Homfray believes that the first of the mines to be worked was at the village of Hattoreah Aytoorah, being a place where the coal seam came to the surface. (Note: Other mines among the six opened were at "Chinacoory" (Chinakuri) and Damoully. Hunter speculates that the other three workings were further westwards.) By September 1775 around 2500 maunds (91.5 imperial tons) of coal had been sent by river to Calcutta for testing. These tests were delayed, at least in part because the partners in the business were also engaged in their duties on behalf of the East India Company. Some prompting in 1777 caused the tests finally to be undertaken in January 1778. The results showed that the coal was of too poor a quality for use by the Company, producing 50% less heat than British coal. (Note: Coal was sent to India from Britain as ballast in ships.) (Note: William Wilson Hunter, in summarising the accounts of others writing before him, states that "Coal was known to exist in the District as early as 1774, and was actually worked in 1777." However, in his table listing various workings in the coalfield he shows an entry for a source worked at "Damulia" (Damoully), using the quarry method, with the opening date stated as "1774?")

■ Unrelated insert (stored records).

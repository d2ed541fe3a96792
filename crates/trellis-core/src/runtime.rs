use std::cell::{Cell, RefCell, RefMut};
use std::collections::VecDeque;
use std::rc::{Rc, Weak};
use std::sync::Arc;

use crate::config::RuntimeConfig;
use crate::host::{HostAdapter, HostError, HostHandle, UnbindToken};
use crate::instance::{Instance, InstanceId};
use crate::node::{AttrValue, Listener};
use crate::platform::{DefaultScheduler, Scheduler};
use crate::Error;

pub(crate) enum Deferred {
    Effects(Weak<Instance>),
    Task(Box<dyn FnOnce() + 'static>),
}

/// Work collected while one outermost operation runs.
#[derive(Default)]
pub(crate) struct Batch {
    /// Instances in render order; passive effects flush in this order.
    pub(crate) visited: Vec<Rc<Instance>>,
    /// Instances whose rendition is in place, children before parents.
    pub(crate) committed: Vec<Rc<Instance>>,
    pub(crate) imperatives: Vec<(HostHandle, String, bool)>,
}

pub(crate) struct RuntimeInner {
    host: Rc<RefCell<dyn HostAdapter>>,
    scheduler: Arc<dyn Scheduler>,
    pub(crate) config: RuntimeConfig,
    pub(crate) busy: Cell<usize>,
    pub(crate) pending: RefCell<VecDeque<Weak<Instance>>>,
    pub(crate) deferred: RefCell<VecDeque<Deferred>>,
    pub(crate) batch: RefCell<Batch>,
    next_instance_id: Cell<InstanceId>,
}

impl RuntimeInner {
    fn new(
        host: Rc<RefCell<dyn HostAdapter>>,
        scheduler: Arc<dyn Scheduler>,
        config: RuntimeConfig,
    ) -> Self {
        Self {
            host,
            scheduler,
            config,
            busy: Cell::new(0),
            pending: RefCell::new(VecDeque::new()),
            deferred: RefCell::new(VecDeque::new()),
            batch: RefCell::new(Batch::default()),
            next_instance_id: Cell::new(1),
        }
    }

    pub(crate) fn handle(self: &Rc<Self>) -> RuntimeHandle {
        RuntimeHandle(Rc::downgrade(self))
    }

    pub(crate) fn next_instance_id(&self) -> InstanceId {
        let id = self.next_instance_id.get();
        self.next_instance_id.set(id + 1);
        id
    }

    pub(crate) fn request_tick(&self) {
        self.scheduler.request_tick();
    }

    pub(crate) fn enqueue_task(&self, task: Box<dyn FnOnce() + 'static>) {
        self.deferred.borrow_mut().push_back(Deferred::Task(task));
        self.request_tick();
    }

    pub(crate) fn has_deferred(&self) -> bool {
        !self.deferred.borrow().is_empty()
    }

    fn host(&self) -> Result<RefMut<'_, dyn HostAdapter + 'static>, HostError> {
        self.host.try_borrow_mut().map_err(|_| HostError::Busy)
    }

    fn trace(&self, op: std::fmt::Arguments<'_>) {
        if self.config.trace_mutations {
            log::trace!("host: {op}");
        }
    }

    pub(crate) fn create_node(&self, tag: &str) -> Result<HostHandle, Error> {
        let handle = self.host()?.create_node(tag)?;
        self.trace(format_args!("create <{tag}> as {handle:?}"));
        Ok(handle)
    }

    pub(crate) fn create_text_node(&self, value: &str) -> Result<HostHandle, Error> {
        let handle = self.host()?.create_text_node(value)?;
        self.trace(format_args!("create text {value:?} as {handle:?}"));
        Ok(handle)
    }

    pub(crate) fn create_placeholder(&self) -> Result<HostHandle, Error> {
        let handle = self.host()?.create_placeholder()?;
        self.trace(format_args!("create placeholder {handle:?}"));
        Ok(handle)
    }

    pub(crate) fn set_attribute(
        &self,
        handle: HostHandle,
        key: &str,
        value: &AttrValue,
    ) -> Result<(), Error> {
        self.host()?.set_attribute(handle, key, value)?;
        self.trace(format_args!("{handle:?}.{key} = {value}"));
        Ok(())
    }

    pub(crate) fn remove_attribute(&self, handle: HostHandle, key: &str) -> Result<(), Error> {
        self.host()?.remove_attribute(handle, key)?;
        self.trace(format_args!("{handle:?}.{key} removed"));
        Ok(())
    }

    pub(crate) fn insert_child(
        &self,
        parent: HostHandle,
        child: HostHandle,
        index: usize,
    ) -> Result<(), Error> {
        self.host()?.insert_child(parent, child, index)?;
        self.trace(format_args!("insert {child:?} into {parent:?} at {index}"));
        Ok(())
    }

    pub(crate) fn remove_child(&self, parent: HostHandle, child: HostHandle) -> Result<(), Error> {
        self.host()?.remove_child(parent, child)?;
        self.trace(format_args!("remove {child:?} from {parent:?}"));
        Ok(())
    }

    pub(crate) fn replace_child(
        &self,
        parent: HostHandle,
        new_child: HostHandle,
        old_child: HostHandle,
    ) -> Result<(), Error> {
        self.host()?.replace_child(parent, new_child, old_child)?;
        self.trace(format_args!(
            "replace {old_child:?} with {new_child:?} in {parent:?}"
        ));
        Ok(())
    }

    pub(crate) fn set_text_content(&self, handle: HostHandle, value: &str) -> Result<(), Error> {
        self.host()?.set_text_content(handle, value)?;
        self.trace(format_args!("{handle:?} text = {value:?}"));
        Ok(())
    }

    pub(crate) fn bind_event(
        &self,
        handle: HostHandle,
        event: &str,
        listener: Listener,
    ) -> Result<UnbindToken, Error> {
        let token = self.host()?.bind_event(handle, event, listener)?;
        self.trace(format_args!("bind {event} on {handle:?}"));
        Ok(token)
    }

    pub(crate) fn unbind_event(
        &self,
        handle: HostHandle,
        event: &str,
        token: UnbindToken,
    ) -> Result<(), Error> {
        self.host()?.unbind_event(token)?;
        self.trace(format_args!("unbind {event} on {handle:?}"));
        Ok(())
    }

    pub(crate) fn apply_imperative(
        &self,
        handle: HostHandle,
        name: &str,
        value: bool,
    ) -> Result<(), Error> {
        self.host()?.apply_imperative(handle, name, value)?;
        self.trace(format_args!("{name}({value}) on {handle:?}"));
        Ok(())
    }
}

/// Owns the host adapter, the scheduler, and every queue of one component
/// tree. Cheap to clone; all clones share the same state.
#[derive(Clone)]
pub struct Runtime {
    inner: Rc<RuntimeInner>,
}

impl Runtime {
    pub fn new<H: HostAdapter + 'static>(
        host: Rc<RefCell<H>>,
        scheduler: Arc<dyn Scheduler>,
        config: RuntimeConfig,
    ) -> Self {
        let host: Rc<RefCell<dyn HostAdapter>> = host;
        Self {
            inner: Rc::new(RuntimeInner::new(host, scheduler, config)),
        }
    }

    /// Runtime with the polling scheduler and configuration from the
    /// environment.
    pub fn with_host<H: HostAdapter + 'static>(host: Rc<RefCell<H>>) -> Self {
        Self::new(host, Arc::new(DefaultScheduler), RuntimeConfig::from_env())
    }

    pub fn handle(&self) -> RuntimeHandle {
        self.inner.handle()
    }

    pub fn config(&self) -> &RuntimeConfig {
        &self.inner.config
    }

    /// Whether passive effects or deferred tasks are waiting for a tick.
    pub fn has_deferred_work(&self) -> bool {
        self.inner.has_deferred()
    }

    pub fn schedule_deferred(&self, task: impl FnOnce() + 'static) {
        self.inner.enqueue_task(Box::new(task));
    }

    /// Runs everything queued for the next tick. Work queued while running
    /// waits for the tick after.
    pub fn run_deferred(&self) -> Result<(), Error> {
        self.inner.run_deferred()
    }

    pub(crate) fn inner(&self) -> &Rc<RuntimeInner> {
        &self.inner
    }
}

/// Weak reference to a [`Runtime`]; every call is a no-op once it is gone.
#[derive(Clone)]
pub struct RuntimeHandle(Weak<RuntimeInner>);

impl RuntimeHandle {
    pub(crate) fn upgrade(&self) -> Option<Rc<RuntimeInner>> {
        self.0.upgrade()
    }

    pub fn schedule_deferred(&self, task: impl FnOnce() + 'static) {
        if let Some(inner) = self.0.upgrade() {
            inner.enqueue_task(Box::new(task));
        }
    }

    pub fn run_deferred(&self) -> Result<(), Error> {
        match self.0.upgrade() {
            Some(inner) => inner.run_deferred(),
            None => Ok(()),
        }
    }

    pub fn has_deferred_work(&self) -> bool {
        self.0
            .upgrade()
            .map(|inner| inner.has_deferred())
            .unwrap_or(false)
    }

    pub fn is_alive(&self) -> bool {
        self.0.strong_count() > 0
    }
}

impl std::fmt::Debug for RuntimeHandle {
    fn fmt(&self, f: &mut std::fmt::Formatter<'_>) -> std::fmt::Result {
        f.debug_tuple("RuntimeHandle")
            .field(&self.is_alive())
            .finish()
    }
}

Sumner had returned to England after the tests, and European miners brought in by Heatly were ravaged by disease. Furthermore, Heatly was posted far away to Purnia, making personal supervision impossible, and from 1781 the East India Company began to make it more difficult for its employees to conduct private ventures of this nature. These were all additional issues, on top of the loss of the East India Company as a potentially large purchaser, and the venture petered out. It was not until around 1814–1815 that the first coal pit was sunk for the purpose of extraction in India.

==Death==
Heatly died in Bengal in 1793. Although unmarried, a nephew has suggested that Heatly "formed a connection with a native of the Country, a thing of frequent occurrence at that time in India, by whom he had several children, whom he educated well and provided for – a daughter of his Mary was sent to England for her education." Christie's, the auctioneers, note that a 1786 portrait of an Indian woman possibly called "Ann" and painted by Charles Smith in Lucknow, might be that bibi (mistress), although bibis did not usually take English names. They add that an Ann Heatly married Joseph Welsh in Calcutta in 1792. Heatly himself was painted, together with his sister Temperance, in Calcutta by Arthur William Devis. (Note: The painting by Devis was attributed to Johann Zoffany until around 1979.)

A subsequent obituary of his brother, Patrick, recorded that Heatly had been "well known ... for talent and amiability".

In 1884 and 1885, long after his death, notices appeared in The London Gazette advising that he was among a group of people who had not claimed shares in the British Fisheries Society and giving his position as Collector of Purnia.